■ **TASK ITEM**:
From the entries below, copy out every line with "green" in it.

Collected data entries:
□ □ □ □
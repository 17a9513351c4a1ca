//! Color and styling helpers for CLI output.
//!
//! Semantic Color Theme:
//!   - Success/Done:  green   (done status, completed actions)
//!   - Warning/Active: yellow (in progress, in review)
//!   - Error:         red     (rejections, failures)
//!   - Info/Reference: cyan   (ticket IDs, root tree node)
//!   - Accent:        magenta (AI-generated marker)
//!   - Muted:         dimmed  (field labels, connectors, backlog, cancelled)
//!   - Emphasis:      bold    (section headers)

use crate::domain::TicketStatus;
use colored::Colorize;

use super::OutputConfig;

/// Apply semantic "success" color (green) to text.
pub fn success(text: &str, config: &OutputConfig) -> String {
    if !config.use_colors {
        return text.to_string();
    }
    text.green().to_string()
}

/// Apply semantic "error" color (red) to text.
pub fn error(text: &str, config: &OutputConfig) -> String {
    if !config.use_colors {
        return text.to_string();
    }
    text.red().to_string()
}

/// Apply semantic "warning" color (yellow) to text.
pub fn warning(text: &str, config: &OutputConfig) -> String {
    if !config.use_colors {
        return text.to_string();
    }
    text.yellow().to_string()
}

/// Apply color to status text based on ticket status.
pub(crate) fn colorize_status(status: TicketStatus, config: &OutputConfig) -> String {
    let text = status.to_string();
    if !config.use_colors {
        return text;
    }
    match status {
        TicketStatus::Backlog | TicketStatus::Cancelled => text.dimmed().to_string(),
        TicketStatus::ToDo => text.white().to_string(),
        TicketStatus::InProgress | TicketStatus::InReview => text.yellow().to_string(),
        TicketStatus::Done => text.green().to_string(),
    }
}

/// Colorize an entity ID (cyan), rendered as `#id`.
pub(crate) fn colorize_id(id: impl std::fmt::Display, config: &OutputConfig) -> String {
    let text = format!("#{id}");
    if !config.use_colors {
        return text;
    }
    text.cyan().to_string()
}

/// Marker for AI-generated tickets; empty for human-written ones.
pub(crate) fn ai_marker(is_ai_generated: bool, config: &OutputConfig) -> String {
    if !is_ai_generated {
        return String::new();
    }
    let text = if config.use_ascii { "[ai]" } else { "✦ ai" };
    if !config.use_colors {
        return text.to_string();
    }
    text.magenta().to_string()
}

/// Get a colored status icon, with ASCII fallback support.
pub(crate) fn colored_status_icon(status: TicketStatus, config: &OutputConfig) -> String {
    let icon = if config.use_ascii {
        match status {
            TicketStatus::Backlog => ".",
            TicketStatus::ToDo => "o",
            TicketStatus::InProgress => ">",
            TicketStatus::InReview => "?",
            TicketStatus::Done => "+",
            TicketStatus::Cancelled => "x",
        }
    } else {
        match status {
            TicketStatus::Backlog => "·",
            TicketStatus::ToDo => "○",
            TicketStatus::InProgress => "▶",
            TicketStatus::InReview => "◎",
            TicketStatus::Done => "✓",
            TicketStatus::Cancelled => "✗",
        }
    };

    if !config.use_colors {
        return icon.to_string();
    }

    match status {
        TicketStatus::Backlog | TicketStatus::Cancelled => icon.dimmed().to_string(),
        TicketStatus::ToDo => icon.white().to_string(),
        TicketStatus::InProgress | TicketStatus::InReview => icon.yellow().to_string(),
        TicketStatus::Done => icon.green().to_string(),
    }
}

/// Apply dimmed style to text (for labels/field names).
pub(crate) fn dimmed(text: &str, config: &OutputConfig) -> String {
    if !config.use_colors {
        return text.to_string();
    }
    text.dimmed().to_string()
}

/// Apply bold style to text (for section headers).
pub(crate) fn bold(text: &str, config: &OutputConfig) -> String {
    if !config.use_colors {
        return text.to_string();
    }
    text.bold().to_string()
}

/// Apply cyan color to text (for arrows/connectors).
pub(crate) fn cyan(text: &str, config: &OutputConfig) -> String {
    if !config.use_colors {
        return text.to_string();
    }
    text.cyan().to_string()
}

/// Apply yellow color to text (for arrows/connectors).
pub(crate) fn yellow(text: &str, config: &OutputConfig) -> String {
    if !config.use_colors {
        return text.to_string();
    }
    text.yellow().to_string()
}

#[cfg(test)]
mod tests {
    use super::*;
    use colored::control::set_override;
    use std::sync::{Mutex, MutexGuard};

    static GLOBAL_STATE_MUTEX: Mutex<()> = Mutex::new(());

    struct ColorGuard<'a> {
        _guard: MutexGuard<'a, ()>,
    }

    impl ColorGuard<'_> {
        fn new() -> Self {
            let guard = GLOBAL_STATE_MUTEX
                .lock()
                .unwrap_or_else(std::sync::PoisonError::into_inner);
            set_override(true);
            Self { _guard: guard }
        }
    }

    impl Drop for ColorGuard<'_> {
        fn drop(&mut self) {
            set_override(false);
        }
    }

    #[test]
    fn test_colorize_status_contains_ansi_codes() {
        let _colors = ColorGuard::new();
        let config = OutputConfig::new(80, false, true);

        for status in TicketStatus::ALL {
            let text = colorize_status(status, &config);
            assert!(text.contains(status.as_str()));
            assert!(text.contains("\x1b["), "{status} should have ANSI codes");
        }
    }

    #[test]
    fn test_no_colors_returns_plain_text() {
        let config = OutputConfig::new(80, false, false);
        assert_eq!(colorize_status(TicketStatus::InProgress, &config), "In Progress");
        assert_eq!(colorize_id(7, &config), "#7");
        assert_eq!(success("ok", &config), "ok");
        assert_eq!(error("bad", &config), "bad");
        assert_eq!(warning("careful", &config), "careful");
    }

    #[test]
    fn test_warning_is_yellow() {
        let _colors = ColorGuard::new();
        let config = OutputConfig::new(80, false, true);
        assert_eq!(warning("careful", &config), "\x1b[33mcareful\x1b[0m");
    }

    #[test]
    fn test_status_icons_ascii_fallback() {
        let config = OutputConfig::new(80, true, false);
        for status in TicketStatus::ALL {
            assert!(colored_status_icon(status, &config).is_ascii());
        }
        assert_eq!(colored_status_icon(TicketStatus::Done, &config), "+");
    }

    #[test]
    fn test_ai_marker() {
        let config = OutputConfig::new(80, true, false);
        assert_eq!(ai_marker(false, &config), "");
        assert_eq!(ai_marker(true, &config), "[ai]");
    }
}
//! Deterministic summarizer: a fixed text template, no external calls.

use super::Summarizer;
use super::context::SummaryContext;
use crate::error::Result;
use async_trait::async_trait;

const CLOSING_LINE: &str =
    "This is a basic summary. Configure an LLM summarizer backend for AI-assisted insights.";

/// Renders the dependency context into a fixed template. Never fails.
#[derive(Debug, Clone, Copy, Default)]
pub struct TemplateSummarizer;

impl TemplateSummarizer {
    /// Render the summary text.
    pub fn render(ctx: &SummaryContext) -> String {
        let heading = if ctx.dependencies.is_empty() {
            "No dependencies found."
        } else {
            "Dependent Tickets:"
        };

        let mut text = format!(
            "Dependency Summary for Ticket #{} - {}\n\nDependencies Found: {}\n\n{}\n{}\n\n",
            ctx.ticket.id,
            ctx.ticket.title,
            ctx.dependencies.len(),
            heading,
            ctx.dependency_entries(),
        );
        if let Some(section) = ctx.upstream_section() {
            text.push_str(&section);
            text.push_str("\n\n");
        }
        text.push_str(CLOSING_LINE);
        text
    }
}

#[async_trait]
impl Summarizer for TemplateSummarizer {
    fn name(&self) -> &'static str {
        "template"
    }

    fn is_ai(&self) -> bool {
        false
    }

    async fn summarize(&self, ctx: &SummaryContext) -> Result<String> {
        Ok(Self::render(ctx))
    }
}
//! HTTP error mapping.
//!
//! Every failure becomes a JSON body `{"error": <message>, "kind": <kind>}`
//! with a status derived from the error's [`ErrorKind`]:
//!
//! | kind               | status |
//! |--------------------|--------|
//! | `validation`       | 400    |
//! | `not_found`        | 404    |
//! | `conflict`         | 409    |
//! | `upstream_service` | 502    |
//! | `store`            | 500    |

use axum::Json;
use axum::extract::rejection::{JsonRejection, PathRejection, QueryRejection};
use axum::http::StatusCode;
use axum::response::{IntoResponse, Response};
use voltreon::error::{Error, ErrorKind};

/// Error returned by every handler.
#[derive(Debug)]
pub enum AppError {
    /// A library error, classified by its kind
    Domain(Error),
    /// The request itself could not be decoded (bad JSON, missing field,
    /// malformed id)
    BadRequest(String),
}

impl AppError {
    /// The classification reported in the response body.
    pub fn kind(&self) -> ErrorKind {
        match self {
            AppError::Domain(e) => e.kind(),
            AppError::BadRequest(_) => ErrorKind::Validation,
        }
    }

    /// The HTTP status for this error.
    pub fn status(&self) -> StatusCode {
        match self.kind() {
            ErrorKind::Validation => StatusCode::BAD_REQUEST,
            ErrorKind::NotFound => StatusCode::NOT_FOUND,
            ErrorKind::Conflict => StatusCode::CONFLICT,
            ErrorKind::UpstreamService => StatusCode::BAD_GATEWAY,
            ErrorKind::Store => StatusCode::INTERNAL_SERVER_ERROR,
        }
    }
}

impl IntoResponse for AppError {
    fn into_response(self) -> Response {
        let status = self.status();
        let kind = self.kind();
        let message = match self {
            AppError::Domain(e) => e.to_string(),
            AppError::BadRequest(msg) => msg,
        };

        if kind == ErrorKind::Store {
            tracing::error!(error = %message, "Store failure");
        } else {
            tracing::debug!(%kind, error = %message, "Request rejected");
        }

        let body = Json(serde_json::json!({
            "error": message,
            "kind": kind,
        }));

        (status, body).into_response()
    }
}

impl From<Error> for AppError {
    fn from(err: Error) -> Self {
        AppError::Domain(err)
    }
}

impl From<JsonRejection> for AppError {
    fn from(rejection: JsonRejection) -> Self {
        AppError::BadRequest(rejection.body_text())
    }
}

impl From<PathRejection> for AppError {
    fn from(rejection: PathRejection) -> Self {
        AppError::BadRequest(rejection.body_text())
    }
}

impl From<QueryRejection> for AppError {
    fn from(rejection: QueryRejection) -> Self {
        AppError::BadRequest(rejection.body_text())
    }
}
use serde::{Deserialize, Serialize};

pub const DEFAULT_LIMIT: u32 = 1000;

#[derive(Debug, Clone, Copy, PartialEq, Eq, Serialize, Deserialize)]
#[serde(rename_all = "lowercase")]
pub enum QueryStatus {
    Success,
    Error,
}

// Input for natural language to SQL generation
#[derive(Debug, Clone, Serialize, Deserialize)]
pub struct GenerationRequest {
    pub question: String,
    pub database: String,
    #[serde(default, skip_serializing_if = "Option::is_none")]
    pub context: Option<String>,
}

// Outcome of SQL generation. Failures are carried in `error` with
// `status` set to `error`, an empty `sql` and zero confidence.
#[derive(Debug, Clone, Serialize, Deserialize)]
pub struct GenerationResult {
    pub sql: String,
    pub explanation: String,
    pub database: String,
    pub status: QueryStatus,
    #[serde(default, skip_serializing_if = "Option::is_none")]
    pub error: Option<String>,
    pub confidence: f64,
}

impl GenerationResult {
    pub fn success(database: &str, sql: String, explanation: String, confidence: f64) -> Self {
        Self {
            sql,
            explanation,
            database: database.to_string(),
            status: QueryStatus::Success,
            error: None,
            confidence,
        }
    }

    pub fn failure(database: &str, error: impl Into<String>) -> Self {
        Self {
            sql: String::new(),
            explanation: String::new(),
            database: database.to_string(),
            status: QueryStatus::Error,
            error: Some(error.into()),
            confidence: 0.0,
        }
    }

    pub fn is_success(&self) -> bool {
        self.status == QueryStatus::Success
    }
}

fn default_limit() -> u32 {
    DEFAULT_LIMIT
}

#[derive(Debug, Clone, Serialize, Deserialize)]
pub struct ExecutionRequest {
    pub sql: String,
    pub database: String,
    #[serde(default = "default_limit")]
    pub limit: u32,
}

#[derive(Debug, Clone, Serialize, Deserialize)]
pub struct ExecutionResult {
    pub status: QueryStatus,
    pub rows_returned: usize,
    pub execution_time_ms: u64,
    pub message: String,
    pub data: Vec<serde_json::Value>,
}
□ □ □ □
■ **ANSWER SECTION**:
//!   - Success/Done:  green   (done status, completed actions)
/// Apply semantic "success" color (green) to text.
    text.green().to_string()
        TicketStatus::Done => text.green().to_string(),
        TicketStatus::Done => icon.green().to_string(),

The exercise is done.